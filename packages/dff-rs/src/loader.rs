//! Input-table loading.
//!
//! Tables are delimiter-separated numeric text (CSV, or tab-separated for
//! `.tsv`/`.txt`/`.dat`), memory-mapped and parsed without a header
//! convention: every cell is coerced to `f64`, cells that do not parse become
//! NaN, and rows that are entirely NaN are dropped. That absorbs header rows
//! and blank lines the way the acquisition software emits them. Channels are
//! named `ROI_1..ROI_k` by position.

use std::fs::File;
use std::path::{Path, PathBuf};

use memmap2::Mmap;

use crate::error::{DffError, Result};
use crate::table::TraceTable;

/// Supported input formats, keyed by file extension.
#[derive(Debug, Clone, Copy, PartialEq, Eq)]
pub enum TableFormat {
    Csv,
    Tsv,
}

impl TableFormat {
    pub fn from_extension(ext: &str) -> Option<Self> {
        match ext.to_lowercase().as_str() {
            "csv" => Some(TableFormat::Csv),
            "tsv" | "txt" | "dat" => Some(TableFormat::Tsv),
            _ => None,
        }
    }

    pub fn from_path(path: &Path) -> Option<Self> {
        path.extension()
            .and_then(|e| e.to_str())
            .and_then(Self::from_extension)
    }

    pub fn delimiter(&self) -> u8 {
        match self {
            TableFormat::Csv => b',',
            TableFormat::Tsv => b'\t',
        }
    }

    pub fn as_str(&self) -> &'static str {
        match self {
            TableFormat::Csv => "csv",
            TableFormat::Tsv => "tsv",
        }
    }
}

/// Reads one recording into a [`TraceTable`].
#[derive(Debug, Clone)]
pub struct SignalLoader {
    path: PathBuf,
    drop_first: usize,
}

impl SignalLoader {
    pub fn new(path: impl Into<PathBuf>) -> Self {
        Self {
            path: path.into(),
            drop_first: 0,
        }
    }

    /// Discard this many leading frames after parsing. Dropping every frame
    /// (or more) is an error.
    pub fn with_drop_first(mut self, drop_first: usize) -> Self {
        self.drop_first = drop_first;
        self
    }

    pub fn load(&self) -> Result<TraceTable> {
        if !self.path.exists() {
            return Err(DffError::FileNotFound(self.path.display().to_string()));
        }
        let format = TableFormat::from_path(&self.path)
            .ok_or_else(|| DffError::UnsupportedFileType(self.path.display().to_string()))?;

        let mmap = mmap_file(&self.path)?;
        let table = parse_table_bytes(&mmap, format)?;
        let table = trim_leading(table, self.drop_first)?;

        log::info!(
            "Loaded {} frames x {} channels from {}",
            table.n_frames(),
            table.n_channels(),
            self.path.display()
        );
        Ok(table)
    }
}

fn mmap_file(path: &Path) -> std::io::Result<Mmap> {
    let file = File::open(path)?;
    unsafe { Mmap::map(&file) }
}

/// Parse delimiter-separated bytes into a table. Ragged rows pad to the
/// widest row with NaN.
pub fn parse_table_bytes(bytes: &[u8], format: TableFormat) -> Result<TraceTable> {
    let mut reader = csv::ReaderBuilder::new()
        .has_headers(false)
        .flexible(true)
        .delimiter(format.delimiter())
        .from_reader(bytes);

    let mut rows: Vec<Vec<f64>> = Vec::new();
    let mut width = 0usize;
    let mut skipped = 0usize;
    for record in reader.records() {
        let record = record.map_err(|e| DffError::ParseError(e.to_string()))?;
        let row: Vec<f64> = record.iter().map(parse_cell).collect();
        if row.iter().all(|v| v.is_nan()) {
            skipped += 1;
            continue;
        }
        width = width.max(row.len());
        rows.push(row);
    }
    if skipped > 0 {
        log::debug!("Skipped {} rows with no numeric cells", skipped);
    }
    for row in &mut rows {
        row.resize(width, f64::NAN);
    }
    let names = (1..=width).map(|i| format!("ROI_{}", i)).collect();
    TraceTable::from_rows(names, &rows)
}

fn parse_cell(cell: &str) -> f64 {
    cell.trim()
        .trim_start_matches('\u{feff}')
        .parse()
        .unwrap_or(f64::NAN)
}

fn trim_leading(table: TraceTable, drop_first: usize) -> Result<TraceTable> {
    if drop_first == 0 {
        return Ok(table);
    }
    let n = table.n_frames();
    if drop_first >= n {
        return Err(DffError::Validation {
            param: "drop_first",
            reason: format!(
                "requested to drop {} frames but only {} are available",
                drop_first, n
            ),
        });
    }
    Ok(table.map_columns(|_, col| col[drop_first..].to_vec()))
}

#[cfg(test)]
mod tests {
    use super::*;
    use std::io::Write;

    fn write_fixture(dir: &tempfile::TempDir, name: &str, contents: &str) -> PathBuf {
        let path = dir.path().join(name);
        let mut file = File::create(&path).unwrap();
        file.write_all(contents.as_bytes()).unwrap();
        path
    }

    #[test]
    fn test_load_csv() {
        let dir = tempfile::tempdir().unwrap();
        let path = write_fixture(&dir, "traces.csv", "1,2\n3,4\n5,6\n");
        let table = SignalLoader::new(&path).load().unwrap();
        assert_eq!(table.names(), &["ROI_1".to_string(), "ROI_2".to_string()]);
        assert_eq!(table.column(0), &[1.0, 3.0, 5.0]);
        assert_eq!(table.column(1), &[2.0, 4.0, 6.0]);
    }

    #[test]
    fn test_header_and_blank_rows_are_absorbed() {
        let dir = tempfile::tempdir().unwrap();
        let path = write_fixture(&dir, "traces.csv", "cell_a,cell_b\n1,2\n,\n3,4\n");
        let table = SignalLoader::new(&path).load().unwrap();
        assert_eq!(table.n_frames(), 2);
        assert_eq!(table.column(0), &[1.0, 3.0]);
    }

    #[test]
    fn test_unparsable_cell_becomes_nan() {
        let dir = tempfile::tempdir().unwrap();
        let path = write_fixture(&dir, "traces.csv", "1,x\n2,3\n");
        let table = SignalLoader::new(&path).load().unwrap();
        assert_eq!(table.n_frames(), 2);
        assert!(table.column(1)[0].is_nan());
        assert_eq!(table.column(1)[1], 3.0);
    }

    #[test]
    fn test_ragged_rows_pad_with_nan() {
        let dir = tempfile::tempdir().unwrap();
        let path = write_fixture(&dir, "traces.csv", "1\n2,3\n");
        let table = SignalLoader::new(&path).load().unwrap();
        assert_eq!(table.n_channels(), 2);
        assert!(table.column(1)[0].is_nan());
        assert_eq!(table.column(1)[1], 3.0);
    }

    #[test]
    fn test_tab_separated_extensions() {
        let dir = tempfile::tempdir().unwrap();
        for name in ["traces.tsv", "traces.txt", "traces.dat"] {
            let path = write_fixture(&dir, name, "1\t2\n3\t4\n");
            let table = SignalLoader::new(&path).load().unwrap();
            assert_eq!(table.n_channels(), 2);
            assert_eq!(table.column(1), &[2.0, 4.0]);
        }
    }

    #[test]
    fn test_scientific_notation_and_bom() {
        let dir = tempfile::tempdir().unwrap();
        let path = write_fixture(&dir, "traces.csv", "\u{feff}1.5e2,-0.5\n1,2\n");
        let table = SignalLoader::new(&path).load().unwrap();
        assert_eq!(table.column(0)[0], 150.0);
        assert_eq!(table.column(1)[0], -0.5);
    }

    #[test]
    fn test_missing_file() {
        let err = SignalLoader::new("/no/such/file.csv").load().unwrap_err();
        assert!(matches!(err, DffError::FileNotFound(_)));
    }

    #[test]
    fn test_unsupported_extension() {
        let dir = tempfile::tempdir().unwrap();
        let path = write_fixture(&dir, "traces.xlsx", "1,2\n");
        let err = SignalLoader::new(&path).load().unwrap_err();
        assert!(matches!(err, DffError::UnsupportedFileType(_)));
    }

    #[test]
    fn test_drop_first_trims_frames() {
        let dir = tempfile::tempdir().unwrap();
        let path = write_fixture(&dir, "traces.csv", "1\n2\n3\n4\n5\n");
        let table = SignalLoader::new(&path).with_drop_first(2).load().unwrap();
        assert_eq!(table.column(0), &[3.0, 4.0, 5.0]);
    }

    #[test]
    fn test_drop_first_overrun_is_rejected() {
        let dir = tempfile::tempdir().unwrap();
        let path = write_fixture(&dir, "traces.csv", "1\n2\n3\n");
        for drop in [3, 4] {
            let err = SignalLoader::new(&path)
                .with_drop_first(drop)
                .load()
                .unwrap_err();
            assert!(matches!(
                err,
                DffError::Validation {
                    param: "drop_first",
                    ..
                }
            ));
        }
    }

    #[test]
    fn test_format_detection() {
        assert_eq!(TableFormat::from_extension("CSV"), Some(TableFormat::Csv));
        assert_eq!(TableFormat::from_extension("dat"), Some(TableFormat::Tsv));
        assert_eq!(TableFormat::from_extension("xlsx"), None);
        assert_eq!(
            TableFormat::from_path(Path::new("/data/run7.txt")),
            Some(TableFormat::Tsv)
        );
    }
}
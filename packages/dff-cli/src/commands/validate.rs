use crate::cli::ValidateArgs;
use crate::exit_codes;
use crate::output;
use dff_rs::{SignalLoader, TableFormat};
use serde::Serialize;
use std::path::Path;

#[derive(Serialize)]
struct ValidateOutput {
    file: String,
    exists: bool,
    readable: bool,
    supported: bool,
    file_type: Option<&'static str>,
    size_bytes: Option<u64>,
    n_channels: Option<usize>,
    n_frames: Option<usize>,
    error: Option<String>,
}

pub fn execute(args: ValidateArgs) -> i32 {
    let path = Path::new(&args.file);

    let exists = path.exists();
    let readable = path.is_file() && std::fs::File::open(path).is_ok();

    let file_type = TableFormat::from_path(path);
    let supported = file_type.is_some();

    let size_bytes = if readable {
        std::fs::metadata(path).ok().map(|m| m.len())
    } else {
        None
    };

    // Parse peek: load without trimming to report the table shape
    let mut n_channels = None;
    let mut n_frames = None;
    let mut parse_error = None;
    if exists && readable && supported {
        match SignalLoader::new(path).load() {
            Ok(table) => {
                n_channels = Some(table.n_channels());
                n_frames = Some(table.n_frames());
            }
            Err(e) => parse_error = Some(e.to_string()),
        }
    }

    let error = if !exists {
        Some(format!("File not found: {}", args.file))
    } else if !readable {
        Some(format!("File is not readable: {}", args.file))
    } else if !supported {
        let ext = path.extension().and_then(|e| e.to_str()).unwrap_or("");
        Some(format!(
            "Unsupported file extension '{}'. Supported: csv, tsv, txt, dat",
            ext
        ))
    } else {
        parse_error
    };

    let result = ValidateOutput {
        file: args.file.clone(),
        exists,
        readable,
        supported,
        file_type: file_type.map(|ft| ft.as_str()),
        size_bytes,
        n_channels,
        n_frames,
        error: error.clone(),
    };

    if args.json {
        match output::to_json(&result, false) {
            Ok(json) => {
                if let Err(e) = output::write_output(&json, None) {
                    eprintln!("Error: {}", e);
                    return exit_codes::EXECUTION_ERROR;
                }
            }
            Err(e) => {
                eprintln!("Error: {}", e);
                return exit_codes::EXECUTION_ERROR;
            }
        }
    } else if let Some(ref err) = error {
        eprintln!("Error: {}", err);
    } else {
        println!(
            "File '{}' is valid ({}, {} bytes, {} channels x {} frames)",
            args.file,
            file_type.map(|ft| ft.as_str()).unwrap_or_default(),
            size_bytes.unwrap_or(0),
            n_channels.unwrap_or(0),
            n_frames.unwrap_or(0)
        );
    }

    if error.is_some() {
        exit_codes::INPUT_ERROR
    } else {
        exit_codes::SUCCESS
    }
}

========================

- _YOUR TASK_: Above are some records. Copy each of their lines that holds the string "display".

- _RESPONSE_:
            return Err(DffError::FileNotFound(self.path.display().to_string()));
            .ok_or_else(|| DffError::UnsupportedFileType(self.path.display().to_string()))?;
            self.path.display()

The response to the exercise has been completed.